## Exercise instructions
Search the data below for the string "Positions". Extract every line that contains it.

## Exercise material
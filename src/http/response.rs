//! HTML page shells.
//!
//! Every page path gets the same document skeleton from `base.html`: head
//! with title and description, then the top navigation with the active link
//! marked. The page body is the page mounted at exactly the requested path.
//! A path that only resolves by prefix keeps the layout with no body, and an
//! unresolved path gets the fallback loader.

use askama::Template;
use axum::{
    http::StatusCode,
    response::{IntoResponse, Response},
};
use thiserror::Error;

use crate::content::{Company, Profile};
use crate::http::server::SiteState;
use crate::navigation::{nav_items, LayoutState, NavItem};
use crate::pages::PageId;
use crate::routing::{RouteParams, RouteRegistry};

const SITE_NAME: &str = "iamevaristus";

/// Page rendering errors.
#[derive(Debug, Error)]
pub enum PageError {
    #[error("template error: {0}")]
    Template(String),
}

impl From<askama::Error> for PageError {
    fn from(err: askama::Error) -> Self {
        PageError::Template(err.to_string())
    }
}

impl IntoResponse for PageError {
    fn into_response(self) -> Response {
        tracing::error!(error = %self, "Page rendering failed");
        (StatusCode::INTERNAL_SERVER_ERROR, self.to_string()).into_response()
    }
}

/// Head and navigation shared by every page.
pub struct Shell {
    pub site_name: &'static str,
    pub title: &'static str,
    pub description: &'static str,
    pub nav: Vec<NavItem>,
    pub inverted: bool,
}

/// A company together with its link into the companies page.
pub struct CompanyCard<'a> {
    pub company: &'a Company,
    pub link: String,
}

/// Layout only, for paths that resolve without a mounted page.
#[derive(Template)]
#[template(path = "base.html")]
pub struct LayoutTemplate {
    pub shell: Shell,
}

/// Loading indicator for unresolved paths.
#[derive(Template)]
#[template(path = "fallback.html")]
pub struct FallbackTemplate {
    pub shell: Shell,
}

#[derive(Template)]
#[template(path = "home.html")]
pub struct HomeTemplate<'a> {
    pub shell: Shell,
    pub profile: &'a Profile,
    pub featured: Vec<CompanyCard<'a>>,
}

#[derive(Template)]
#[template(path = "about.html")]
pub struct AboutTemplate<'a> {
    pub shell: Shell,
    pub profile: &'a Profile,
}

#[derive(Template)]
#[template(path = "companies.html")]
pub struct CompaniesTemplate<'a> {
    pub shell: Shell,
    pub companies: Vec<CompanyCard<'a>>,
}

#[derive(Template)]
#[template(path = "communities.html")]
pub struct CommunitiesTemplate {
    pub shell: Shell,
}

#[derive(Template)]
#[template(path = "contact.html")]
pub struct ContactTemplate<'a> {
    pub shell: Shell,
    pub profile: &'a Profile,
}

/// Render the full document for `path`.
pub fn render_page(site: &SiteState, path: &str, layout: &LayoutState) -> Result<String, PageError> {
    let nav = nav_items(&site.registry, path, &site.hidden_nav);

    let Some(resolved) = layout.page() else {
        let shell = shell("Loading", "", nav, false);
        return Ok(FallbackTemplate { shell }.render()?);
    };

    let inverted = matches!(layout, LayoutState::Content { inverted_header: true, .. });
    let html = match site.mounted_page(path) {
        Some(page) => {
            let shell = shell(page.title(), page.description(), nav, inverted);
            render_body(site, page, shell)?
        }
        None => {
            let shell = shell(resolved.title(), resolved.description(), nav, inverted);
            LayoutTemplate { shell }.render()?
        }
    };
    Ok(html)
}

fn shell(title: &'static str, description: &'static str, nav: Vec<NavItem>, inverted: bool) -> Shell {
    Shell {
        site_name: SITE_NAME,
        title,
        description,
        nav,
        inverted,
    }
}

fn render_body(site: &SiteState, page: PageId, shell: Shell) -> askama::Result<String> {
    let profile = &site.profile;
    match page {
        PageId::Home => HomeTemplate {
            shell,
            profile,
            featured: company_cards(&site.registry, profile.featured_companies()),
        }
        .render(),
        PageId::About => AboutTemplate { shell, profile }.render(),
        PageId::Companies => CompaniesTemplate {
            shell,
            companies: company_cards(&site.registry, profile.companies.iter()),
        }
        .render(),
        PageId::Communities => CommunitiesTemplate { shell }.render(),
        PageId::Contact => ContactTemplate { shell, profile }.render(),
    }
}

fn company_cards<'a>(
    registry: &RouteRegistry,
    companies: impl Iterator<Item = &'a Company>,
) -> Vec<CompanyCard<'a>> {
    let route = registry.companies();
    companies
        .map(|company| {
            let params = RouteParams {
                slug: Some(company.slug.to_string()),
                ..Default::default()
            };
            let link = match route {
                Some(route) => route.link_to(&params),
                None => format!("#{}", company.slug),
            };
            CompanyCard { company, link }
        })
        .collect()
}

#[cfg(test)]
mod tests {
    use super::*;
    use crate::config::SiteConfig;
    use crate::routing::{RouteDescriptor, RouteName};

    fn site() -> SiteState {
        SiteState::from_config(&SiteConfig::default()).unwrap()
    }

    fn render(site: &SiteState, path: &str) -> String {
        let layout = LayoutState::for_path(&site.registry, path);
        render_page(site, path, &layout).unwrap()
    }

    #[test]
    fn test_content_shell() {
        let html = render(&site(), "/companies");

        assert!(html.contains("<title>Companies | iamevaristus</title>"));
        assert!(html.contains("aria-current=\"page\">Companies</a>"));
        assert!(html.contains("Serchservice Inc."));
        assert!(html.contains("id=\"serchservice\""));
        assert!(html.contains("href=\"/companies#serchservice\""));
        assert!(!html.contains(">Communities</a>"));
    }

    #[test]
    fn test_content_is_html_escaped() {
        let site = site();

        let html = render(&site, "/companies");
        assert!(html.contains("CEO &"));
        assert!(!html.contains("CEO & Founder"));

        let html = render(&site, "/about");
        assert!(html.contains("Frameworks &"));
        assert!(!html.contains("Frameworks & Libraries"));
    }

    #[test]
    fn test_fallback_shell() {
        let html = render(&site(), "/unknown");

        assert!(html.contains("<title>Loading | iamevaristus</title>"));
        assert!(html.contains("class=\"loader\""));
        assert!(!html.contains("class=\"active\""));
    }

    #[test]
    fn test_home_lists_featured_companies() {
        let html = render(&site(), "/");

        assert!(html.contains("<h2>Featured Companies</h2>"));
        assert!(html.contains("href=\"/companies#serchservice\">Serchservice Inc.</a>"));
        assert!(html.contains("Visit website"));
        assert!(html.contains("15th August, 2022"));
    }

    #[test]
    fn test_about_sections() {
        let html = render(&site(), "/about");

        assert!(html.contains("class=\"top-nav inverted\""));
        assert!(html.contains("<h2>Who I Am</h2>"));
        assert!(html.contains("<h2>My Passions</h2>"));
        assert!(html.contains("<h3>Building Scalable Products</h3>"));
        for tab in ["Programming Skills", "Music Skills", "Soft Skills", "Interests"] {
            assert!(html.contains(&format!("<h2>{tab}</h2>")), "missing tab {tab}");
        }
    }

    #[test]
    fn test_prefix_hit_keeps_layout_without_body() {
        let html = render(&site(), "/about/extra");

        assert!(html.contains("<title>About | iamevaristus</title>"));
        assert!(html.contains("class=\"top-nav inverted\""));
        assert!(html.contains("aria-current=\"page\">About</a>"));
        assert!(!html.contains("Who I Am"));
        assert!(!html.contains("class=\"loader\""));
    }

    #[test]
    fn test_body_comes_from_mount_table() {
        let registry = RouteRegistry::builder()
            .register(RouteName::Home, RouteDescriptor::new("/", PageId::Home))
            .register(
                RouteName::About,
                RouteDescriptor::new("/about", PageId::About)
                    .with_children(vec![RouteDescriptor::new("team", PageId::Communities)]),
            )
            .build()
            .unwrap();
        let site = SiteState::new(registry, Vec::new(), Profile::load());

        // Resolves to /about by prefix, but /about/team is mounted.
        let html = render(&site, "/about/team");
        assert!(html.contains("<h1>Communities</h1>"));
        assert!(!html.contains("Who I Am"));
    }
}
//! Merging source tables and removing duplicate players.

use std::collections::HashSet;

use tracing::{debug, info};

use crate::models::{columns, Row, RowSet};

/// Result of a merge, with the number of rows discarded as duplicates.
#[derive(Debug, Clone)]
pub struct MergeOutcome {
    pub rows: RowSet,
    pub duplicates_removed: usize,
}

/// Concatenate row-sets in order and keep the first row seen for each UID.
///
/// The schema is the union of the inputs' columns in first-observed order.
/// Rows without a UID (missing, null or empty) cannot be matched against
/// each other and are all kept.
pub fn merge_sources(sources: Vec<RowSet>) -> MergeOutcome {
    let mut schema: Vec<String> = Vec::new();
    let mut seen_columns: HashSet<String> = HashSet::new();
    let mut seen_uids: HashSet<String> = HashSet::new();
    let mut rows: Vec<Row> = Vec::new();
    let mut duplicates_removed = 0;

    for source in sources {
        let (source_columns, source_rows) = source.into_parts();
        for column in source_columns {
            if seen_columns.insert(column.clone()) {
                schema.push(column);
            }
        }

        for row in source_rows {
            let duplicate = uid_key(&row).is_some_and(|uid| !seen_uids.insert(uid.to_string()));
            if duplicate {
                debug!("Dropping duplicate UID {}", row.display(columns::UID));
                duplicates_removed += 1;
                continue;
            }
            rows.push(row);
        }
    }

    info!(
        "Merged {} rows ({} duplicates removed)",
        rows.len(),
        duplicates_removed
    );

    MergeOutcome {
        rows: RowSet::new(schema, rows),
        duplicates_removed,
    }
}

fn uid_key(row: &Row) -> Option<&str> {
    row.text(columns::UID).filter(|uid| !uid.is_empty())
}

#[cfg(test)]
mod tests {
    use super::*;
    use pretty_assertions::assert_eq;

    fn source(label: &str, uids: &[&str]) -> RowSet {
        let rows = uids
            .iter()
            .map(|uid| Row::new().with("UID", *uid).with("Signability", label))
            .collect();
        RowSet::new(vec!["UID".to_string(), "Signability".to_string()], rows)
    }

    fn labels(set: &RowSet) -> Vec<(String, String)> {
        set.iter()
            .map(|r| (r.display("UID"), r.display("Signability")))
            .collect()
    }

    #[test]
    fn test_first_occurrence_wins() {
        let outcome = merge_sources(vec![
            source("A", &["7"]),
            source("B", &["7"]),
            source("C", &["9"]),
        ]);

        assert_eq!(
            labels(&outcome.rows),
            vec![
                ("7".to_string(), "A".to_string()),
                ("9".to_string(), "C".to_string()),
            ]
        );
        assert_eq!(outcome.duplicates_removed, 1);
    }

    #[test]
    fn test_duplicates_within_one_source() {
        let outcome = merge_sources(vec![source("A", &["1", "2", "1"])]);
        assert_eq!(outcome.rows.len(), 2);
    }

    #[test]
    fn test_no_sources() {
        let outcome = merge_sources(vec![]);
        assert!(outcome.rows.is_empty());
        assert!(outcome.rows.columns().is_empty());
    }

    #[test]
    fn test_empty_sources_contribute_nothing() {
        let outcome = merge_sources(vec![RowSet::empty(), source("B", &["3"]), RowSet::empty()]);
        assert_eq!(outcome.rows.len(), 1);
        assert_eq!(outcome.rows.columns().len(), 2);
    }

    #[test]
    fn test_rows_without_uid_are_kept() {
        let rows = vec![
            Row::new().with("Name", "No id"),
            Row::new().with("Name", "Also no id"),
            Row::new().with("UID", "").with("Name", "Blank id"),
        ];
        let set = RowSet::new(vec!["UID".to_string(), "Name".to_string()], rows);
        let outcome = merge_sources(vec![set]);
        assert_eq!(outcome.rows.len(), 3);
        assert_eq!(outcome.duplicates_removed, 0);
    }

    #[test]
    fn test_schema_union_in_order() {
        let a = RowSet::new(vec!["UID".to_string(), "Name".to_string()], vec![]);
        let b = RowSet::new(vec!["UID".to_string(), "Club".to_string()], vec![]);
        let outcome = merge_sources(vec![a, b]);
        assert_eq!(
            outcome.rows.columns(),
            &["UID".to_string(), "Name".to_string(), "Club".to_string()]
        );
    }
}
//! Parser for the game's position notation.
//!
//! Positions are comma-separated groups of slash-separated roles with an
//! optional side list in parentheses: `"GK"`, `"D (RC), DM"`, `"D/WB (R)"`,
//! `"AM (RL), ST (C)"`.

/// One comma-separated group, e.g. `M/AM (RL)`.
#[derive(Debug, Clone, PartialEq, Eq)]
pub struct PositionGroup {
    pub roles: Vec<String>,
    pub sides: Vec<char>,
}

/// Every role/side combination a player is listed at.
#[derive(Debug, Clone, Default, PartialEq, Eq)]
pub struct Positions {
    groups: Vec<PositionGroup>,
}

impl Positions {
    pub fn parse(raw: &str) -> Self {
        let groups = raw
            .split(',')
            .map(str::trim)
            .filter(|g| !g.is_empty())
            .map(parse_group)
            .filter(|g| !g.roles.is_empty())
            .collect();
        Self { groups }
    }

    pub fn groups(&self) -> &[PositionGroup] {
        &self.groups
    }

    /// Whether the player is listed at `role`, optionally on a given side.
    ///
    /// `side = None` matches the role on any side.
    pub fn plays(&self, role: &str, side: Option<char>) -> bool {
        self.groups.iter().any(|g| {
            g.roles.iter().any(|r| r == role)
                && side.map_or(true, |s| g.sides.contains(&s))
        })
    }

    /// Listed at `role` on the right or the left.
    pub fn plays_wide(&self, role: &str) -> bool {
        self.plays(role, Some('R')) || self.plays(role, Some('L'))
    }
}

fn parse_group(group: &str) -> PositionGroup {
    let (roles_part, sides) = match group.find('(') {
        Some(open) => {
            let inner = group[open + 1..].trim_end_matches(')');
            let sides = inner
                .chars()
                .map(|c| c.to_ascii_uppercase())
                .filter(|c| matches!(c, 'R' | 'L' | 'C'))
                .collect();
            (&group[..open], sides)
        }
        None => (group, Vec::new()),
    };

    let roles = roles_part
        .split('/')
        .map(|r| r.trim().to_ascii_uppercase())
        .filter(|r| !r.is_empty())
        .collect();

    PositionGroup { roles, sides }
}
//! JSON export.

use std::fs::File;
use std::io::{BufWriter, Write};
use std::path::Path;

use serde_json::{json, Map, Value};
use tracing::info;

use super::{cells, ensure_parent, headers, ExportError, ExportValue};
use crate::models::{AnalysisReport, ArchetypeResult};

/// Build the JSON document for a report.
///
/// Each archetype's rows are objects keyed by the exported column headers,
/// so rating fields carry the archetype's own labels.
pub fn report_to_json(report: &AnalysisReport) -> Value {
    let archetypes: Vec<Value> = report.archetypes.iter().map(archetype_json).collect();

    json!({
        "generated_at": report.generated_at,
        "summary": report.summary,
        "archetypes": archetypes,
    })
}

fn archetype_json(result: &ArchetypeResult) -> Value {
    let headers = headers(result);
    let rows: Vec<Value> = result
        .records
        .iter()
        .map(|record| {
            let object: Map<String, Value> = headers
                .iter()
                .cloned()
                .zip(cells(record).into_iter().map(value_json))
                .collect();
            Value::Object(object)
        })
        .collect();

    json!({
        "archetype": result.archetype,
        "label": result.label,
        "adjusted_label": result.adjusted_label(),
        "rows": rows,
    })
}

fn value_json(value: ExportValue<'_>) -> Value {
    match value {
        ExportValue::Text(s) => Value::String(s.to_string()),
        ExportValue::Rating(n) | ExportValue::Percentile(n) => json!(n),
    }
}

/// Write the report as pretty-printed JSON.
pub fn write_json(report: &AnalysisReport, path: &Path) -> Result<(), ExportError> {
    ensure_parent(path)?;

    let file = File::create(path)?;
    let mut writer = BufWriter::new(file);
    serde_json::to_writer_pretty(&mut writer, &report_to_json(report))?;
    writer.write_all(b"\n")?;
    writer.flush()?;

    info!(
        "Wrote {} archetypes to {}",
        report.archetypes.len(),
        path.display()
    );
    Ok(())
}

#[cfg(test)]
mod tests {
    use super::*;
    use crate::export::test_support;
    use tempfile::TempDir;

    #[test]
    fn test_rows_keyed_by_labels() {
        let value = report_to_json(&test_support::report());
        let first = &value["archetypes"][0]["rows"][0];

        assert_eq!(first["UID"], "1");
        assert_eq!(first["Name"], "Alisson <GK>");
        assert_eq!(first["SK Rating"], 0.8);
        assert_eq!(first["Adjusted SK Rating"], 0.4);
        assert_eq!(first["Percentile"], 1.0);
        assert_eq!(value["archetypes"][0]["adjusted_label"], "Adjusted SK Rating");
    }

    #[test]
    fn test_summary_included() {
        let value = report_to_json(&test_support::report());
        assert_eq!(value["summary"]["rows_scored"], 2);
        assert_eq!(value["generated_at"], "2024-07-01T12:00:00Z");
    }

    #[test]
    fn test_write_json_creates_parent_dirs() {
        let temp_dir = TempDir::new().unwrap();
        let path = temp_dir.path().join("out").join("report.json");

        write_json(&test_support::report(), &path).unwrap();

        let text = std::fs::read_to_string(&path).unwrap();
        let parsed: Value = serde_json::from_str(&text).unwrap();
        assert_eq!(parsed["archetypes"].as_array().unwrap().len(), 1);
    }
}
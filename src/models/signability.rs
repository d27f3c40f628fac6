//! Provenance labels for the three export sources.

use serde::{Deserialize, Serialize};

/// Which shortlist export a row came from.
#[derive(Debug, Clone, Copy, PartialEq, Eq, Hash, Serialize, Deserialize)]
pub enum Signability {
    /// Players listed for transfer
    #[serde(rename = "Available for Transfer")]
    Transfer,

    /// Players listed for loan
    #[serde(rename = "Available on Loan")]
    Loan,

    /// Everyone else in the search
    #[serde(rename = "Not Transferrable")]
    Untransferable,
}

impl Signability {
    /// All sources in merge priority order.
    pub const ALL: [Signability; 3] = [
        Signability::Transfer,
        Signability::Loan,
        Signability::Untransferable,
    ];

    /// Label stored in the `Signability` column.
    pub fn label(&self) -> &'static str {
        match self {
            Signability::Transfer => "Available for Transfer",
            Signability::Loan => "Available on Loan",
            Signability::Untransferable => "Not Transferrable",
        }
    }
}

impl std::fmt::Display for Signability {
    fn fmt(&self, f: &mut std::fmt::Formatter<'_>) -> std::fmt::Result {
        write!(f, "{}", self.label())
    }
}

## Response below
//! Positions are comma-separated groups of slash-separated roles with an
pub struct Positions {
impl Positions {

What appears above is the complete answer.